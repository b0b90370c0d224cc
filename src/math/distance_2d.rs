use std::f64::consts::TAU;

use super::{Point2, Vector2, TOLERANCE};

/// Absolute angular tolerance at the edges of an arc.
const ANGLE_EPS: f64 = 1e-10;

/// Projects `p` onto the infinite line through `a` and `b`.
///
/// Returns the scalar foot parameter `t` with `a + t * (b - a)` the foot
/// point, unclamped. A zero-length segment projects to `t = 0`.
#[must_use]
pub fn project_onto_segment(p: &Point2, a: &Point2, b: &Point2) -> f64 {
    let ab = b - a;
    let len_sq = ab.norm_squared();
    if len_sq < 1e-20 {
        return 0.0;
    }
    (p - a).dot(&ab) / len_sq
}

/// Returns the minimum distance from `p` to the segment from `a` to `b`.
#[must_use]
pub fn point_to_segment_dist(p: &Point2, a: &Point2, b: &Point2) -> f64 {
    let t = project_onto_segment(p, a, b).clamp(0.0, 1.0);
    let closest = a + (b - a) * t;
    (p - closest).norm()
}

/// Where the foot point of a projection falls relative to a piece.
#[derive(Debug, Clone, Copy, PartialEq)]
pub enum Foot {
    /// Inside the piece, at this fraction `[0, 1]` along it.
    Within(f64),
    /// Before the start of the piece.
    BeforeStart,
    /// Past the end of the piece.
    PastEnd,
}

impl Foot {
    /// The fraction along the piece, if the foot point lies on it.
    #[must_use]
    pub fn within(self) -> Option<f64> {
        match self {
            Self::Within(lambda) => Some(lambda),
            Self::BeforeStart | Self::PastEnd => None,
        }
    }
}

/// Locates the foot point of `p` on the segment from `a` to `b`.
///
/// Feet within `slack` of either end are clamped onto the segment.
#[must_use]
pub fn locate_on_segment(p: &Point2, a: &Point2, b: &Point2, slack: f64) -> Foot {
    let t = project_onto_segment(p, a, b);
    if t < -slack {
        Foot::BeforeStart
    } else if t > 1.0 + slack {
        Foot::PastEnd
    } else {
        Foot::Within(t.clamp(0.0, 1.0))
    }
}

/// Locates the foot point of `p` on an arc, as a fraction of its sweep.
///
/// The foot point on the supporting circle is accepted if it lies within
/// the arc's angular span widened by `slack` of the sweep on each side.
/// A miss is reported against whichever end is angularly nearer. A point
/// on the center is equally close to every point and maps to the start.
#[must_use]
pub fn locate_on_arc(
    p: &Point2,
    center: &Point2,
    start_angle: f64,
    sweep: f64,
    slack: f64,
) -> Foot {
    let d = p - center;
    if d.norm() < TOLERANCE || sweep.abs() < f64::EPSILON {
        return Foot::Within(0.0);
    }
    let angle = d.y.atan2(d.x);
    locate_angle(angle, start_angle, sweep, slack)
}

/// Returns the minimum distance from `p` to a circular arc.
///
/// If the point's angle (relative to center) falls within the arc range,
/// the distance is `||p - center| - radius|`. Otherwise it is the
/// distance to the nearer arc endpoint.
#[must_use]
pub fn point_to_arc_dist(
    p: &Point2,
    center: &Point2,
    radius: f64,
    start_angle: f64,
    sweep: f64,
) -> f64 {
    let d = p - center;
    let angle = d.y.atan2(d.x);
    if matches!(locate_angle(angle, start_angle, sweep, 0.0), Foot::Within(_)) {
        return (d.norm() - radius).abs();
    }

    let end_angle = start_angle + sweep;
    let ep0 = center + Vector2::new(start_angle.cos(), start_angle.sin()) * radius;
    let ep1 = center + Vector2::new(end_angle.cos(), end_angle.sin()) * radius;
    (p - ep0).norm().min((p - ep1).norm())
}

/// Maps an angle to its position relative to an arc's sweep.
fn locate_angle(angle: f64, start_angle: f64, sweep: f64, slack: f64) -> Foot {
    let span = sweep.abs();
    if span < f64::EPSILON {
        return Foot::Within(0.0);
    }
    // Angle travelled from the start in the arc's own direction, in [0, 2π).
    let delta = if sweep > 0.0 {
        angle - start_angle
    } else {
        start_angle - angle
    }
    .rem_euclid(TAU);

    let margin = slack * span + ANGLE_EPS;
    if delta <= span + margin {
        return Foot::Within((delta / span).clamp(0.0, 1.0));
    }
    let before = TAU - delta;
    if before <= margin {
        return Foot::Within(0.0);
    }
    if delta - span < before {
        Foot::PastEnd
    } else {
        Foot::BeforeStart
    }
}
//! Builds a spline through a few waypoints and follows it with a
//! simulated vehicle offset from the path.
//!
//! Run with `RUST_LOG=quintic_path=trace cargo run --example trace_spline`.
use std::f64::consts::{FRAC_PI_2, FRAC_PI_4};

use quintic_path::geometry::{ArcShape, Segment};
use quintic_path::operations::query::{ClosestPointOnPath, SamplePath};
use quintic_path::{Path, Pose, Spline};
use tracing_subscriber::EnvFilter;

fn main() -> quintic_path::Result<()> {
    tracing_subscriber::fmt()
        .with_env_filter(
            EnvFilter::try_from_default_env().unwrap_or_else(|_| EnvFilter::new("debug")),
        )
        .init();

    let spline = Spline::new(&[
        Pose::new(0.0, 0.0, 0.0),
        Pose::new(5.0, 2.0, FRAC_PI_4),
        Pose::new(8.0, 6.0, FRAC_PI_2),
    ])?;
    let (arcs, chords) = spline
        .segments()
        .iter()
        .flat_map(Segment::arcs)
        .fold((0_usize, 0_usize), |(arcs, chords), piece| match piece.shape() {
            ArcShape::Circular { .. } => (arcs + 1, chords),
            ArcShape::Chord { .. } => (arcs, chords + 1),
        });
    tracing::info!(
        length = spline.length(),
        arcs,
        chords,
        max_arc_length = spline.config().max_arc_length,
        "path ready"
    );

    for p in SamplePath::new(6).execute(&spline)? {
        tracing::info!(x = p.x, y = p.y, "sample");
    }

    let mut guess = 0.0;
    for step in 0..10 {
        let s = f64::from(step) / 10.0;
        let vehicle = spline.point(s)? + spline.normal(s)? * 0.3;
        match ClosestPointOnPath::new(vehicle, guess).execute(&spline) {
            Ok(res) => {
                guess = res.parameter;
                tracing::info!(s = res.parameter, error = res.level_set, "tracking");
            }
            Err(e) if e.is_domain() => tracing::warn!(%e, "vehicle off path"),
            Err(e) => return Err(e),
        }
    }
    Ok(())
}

---

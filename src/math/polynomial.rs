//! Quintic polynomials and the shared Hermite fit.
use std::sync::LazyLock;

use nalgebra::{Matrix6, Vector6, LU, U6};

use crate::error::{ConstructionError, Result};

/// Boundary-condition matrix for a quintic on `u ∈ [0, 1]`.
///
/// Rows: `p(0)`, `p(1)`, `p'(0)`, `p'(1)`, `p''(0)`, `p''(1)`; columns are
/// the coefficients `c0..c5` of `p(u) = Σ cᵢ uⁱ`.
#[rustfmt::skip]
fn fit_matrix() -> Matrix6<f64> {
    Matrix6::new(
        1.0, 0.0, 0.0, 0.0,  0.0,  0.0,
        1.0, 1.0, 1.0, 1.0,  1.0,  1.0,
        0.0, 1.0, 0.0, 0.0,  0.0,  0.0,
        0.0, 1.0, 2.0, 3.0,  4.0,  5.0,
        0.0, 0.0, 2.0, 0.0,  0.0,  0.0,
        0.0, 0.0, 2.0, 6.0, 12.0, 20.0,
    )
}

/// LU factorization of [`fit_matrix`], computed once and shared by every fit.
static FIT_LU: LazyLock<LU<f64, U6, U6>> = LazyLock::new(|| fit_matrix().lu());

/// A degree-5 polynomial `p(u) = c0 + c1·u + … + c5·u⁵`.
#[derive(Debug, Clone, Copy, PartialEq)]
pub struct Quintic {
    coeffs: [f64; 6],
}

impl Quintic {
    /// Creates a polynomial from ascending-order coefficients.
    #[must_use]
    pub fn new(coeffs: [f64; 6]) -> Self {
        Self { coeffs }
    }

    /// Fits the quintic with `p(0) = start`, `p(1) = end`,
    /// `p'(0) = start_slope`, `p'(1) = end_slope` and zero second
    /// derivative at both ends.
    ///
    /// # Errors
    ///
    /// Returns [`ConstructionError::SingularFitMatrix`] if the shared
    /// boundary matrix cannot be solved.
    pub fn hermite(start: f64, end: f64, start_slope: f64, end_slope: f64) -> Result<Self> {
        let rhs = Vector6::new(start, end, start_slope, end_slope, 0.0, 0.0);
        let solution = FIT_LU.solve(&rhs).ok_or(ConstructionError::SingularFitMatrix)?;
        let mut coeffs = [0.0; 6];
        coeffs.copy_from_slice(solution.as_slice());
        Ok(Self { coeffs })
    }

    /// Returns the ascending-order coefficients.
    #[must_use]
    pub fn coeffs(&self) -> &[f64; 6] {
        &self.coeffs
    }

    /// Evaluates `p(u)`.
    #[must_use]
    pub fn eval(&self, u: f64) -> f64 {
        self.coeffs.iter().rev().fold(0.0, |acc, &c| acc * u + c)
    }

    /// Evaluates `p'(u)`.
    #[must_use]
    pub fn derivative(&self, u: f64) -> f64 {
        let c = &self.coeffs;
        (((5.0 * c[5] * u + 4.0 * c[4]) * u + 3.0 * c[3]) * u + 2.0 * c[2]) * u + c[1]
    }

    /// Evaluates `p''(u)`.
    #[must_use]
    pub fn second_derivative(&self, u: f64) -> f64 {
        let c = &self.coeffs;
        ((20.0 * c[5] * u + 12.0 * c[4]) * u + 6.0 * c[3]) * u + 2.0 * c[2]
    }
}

---

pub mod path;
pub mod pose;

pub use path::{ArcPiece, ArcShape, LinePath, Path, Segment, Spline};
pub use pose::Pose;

THE PROBLEM: I would like you to report every line in the listing above that contains "ascending".

COMPLETED EXERCISE:
    /// Creates a polynomial from ascending-order coefficients.
    /// Returns the ascending-order coefficients.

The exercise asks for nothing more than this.